■ **What you are asked to do**
List all lines of the data that include the string "hyphens".

■ **Study material**
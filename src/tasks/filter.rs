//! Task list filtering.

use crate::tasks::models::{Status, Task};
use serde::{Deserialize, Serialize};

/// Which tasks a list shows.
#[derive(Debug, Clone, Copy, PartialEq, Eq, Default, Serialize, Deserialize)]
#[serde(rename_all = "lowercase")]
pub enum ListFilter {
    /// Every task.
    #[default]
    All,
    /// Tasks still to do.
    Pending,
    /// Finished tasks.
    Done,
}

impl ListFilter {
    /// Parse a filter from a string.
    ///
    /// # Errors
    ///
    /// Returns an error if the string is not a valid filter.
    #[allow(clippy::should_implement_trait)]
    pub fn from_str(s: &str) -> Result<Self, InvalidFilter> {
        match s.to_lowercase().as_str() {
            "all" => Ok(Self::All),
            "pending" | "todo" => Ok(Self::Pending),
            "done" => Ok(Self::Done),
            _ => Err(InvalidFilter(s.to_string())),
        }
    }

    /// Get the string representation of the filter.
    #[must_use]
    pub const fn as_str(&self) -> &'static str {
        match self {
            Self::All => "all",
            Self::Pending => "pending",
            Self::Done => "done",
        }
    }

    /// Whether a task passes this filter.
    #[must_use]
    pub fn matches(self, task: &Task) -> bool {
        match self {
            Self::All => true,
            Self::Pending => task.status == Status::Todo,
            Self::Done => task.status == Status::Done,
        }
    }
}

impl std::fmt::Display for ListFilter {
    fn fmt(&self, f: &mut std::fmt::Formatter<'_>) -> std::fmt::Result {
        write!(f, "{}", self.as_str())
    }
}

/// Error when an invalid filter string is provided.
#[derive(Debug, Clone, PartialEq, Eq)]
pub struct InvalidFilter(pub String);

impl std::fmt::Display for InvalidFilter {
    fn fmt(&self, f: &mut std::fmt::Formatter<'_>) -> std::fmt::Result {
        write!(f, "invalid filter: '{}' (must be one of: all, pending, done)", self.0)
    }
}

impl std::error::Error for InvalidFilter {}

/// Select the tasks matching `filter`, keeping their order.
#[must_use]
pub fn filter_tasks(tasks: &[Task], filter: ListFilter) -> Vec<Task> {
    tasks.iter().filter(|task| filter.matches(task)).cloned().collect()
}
...
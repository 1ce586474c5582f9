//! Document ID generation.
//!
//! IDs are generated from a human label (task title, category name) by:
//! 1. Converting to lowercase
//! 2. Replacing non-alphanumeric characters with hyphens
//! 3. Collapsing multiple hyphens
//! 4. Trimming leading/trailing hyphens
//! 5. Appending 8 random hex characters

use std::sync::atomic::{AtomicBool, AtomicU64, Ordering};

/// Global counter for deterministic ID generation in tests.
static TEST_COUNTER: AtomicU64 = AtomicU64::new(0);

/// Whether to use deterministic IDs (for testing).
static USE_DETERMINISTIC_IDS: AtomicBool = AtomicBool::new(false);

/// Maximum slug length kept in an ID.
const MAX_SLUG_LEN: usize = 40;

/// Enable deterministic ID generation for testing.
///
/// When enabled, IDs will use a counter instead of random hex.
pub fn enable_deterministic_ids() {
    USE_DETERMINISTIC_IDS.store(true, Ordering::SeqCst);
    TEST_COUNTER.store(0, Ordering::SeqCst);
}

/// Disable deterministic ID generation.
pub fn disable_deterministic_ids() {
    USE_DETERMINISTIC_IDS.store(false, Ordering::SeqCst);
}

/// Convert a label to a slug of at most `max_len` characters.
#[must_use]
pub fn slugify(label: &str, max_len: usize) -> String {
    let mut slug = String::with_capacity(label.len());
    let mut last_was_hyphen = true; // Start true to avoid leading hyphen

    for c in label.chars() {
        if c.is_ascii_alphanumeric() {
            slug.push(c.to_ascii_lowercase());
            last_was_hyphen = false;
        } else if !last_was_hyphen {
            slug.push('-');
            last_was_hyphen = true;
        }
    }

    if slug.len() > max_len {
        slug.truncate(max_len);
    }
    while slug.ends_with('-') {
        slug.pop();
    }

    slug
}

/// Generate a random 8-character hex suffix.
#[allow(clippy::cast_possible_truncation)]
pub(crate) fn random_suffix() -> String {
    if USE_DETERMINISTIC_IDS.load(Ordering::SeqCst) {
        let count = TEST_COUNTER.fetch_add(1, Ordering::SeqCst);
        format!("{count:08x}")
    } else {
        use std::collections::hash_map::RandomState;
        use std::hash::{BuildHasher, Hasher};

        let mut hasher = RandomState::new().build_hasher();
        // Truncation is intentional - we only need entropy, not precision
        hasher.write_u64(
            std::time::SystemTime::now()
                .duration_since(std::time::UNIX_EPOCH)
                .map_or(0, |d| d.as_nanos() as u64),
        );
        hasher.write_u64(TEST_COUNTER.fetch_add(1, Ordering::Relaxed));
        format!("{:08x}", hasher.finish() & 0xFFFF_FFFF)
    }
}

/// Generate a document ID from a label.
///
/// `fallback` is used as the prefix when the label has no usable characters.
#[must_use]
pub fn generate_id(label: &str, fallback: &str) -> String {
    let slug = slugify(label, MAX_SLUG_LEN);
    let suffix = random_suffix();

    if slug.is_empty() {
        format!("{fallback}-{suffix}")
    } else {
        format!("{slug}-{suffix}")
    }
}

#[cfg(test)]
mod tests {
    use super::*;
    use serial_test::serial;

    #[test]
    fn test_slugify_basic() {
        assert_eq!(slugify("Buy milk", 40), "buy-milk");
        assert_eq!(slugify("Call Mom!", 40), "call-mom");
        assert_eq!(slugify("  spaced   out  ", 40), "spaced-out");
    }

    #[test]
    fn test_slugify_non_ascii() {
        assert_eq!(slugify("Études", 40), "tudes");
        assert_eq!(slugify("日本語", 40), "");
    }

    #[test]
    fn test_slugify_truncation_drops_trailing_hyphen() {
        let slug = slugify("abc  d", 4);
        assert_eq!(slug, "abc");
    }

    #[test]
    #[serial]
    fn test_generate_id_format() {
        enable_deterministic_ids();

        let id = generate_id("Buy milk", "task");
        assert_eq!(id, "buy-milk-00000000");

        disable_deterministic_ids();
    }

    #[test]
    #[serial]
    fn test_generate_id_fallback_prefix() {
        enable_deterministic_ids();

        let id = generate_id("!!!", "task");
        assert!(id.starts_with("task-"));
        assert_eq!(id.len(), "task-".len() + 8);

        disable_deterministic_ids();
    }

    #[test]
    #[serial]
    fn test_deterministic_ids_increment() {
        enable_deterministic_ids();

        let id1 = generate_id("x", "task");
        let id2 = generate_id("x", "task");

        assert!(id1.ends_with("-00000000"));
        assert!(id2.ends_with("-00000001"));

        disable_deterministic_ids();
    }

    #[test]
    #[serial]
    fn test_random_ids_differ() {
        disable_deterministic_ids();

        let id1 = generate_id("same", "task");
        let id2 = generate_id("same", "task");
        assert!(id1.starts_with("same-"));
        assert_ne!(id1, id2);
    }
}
==
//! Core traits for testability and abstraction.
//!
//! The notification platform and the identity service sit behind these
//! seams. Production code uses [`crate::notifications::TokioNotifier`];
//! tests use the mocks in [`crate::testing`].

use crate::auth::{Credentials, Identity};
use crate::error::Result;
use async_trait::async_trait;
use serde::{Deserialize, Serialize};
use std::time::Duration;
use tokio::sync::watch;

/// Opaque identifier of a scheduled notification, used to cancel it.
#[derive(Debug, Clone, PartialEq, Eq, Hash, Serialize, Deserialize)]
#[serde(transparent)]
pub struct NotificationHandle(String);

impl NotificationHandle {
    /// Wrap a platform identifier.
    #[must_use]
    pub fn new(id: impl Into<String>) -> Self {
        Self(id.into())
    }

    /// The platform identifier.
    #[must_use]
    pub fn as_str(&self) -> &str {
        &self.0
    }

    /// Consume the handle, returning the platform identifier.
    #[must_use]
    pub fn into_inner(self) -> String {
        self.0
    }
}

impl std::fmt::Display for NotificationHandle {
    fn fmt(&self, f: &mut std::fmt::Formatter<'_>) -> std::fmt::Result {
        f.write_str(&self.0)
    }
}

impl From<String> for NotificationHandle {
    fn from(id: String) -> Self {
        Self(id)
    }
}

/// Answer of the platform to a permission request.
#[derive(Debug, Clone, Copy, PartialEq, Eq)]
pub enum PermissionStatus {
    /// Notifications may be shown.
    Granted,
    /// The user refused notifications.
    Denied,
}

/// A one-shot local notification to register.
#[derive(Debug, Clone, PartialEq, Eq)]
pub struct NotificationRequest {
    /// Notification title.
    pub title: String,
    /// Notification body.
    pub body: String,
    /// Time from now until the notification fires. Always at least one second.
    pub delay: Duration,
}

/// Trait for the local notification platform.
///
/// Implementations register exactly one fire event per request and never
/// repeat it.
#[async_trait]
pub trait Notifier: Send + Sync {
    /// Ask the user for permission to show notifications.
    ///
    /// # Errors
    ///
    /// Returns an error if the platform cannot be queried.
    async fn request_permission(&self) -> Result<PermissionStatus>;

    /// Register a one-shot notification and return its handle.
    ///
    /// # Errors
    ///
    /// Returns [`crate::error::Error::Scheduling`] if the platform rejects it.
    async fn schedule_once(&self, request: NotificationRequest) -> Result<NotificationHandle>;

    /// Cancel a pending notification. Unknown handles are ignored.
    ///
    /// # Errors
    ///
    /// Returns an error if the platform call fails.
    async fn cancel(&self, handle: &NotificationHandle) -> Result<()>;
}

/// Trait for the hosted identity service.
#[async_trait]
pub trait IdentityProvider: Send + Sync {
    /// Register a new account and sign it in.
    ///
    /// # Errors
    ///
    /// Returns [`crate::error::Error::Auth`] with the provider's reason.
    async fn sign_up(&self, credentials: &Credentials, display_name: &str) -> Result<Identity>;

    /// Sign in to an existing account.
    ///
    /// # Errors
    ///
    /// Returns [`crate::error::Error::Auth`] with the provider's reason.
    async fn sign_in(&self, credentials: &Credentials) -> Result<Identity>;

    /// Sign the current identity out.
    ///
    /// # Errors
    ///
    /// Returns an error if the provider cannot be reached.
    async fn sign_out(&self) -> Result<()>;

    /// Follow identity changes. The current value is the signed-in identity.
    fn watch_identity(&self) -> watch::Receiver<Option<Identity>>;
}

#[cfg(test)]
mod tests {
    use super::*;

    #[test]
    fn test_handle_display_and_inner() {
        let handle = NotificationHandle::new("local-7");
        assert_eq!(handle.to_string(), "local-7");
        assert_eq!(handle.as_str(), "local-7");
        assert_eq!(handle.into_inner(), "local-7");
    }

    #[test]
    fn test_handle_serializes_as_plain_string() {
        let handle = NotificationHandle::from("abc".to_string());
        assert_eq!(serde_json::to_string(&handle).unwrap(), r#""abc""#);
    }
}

■ **Answer to this task**
//! 2. Replacing non-alphanumeric characters with hyphens
//! 3. Collapsing multiple hyphens
//! 4. Trimming leading/trailing hyphens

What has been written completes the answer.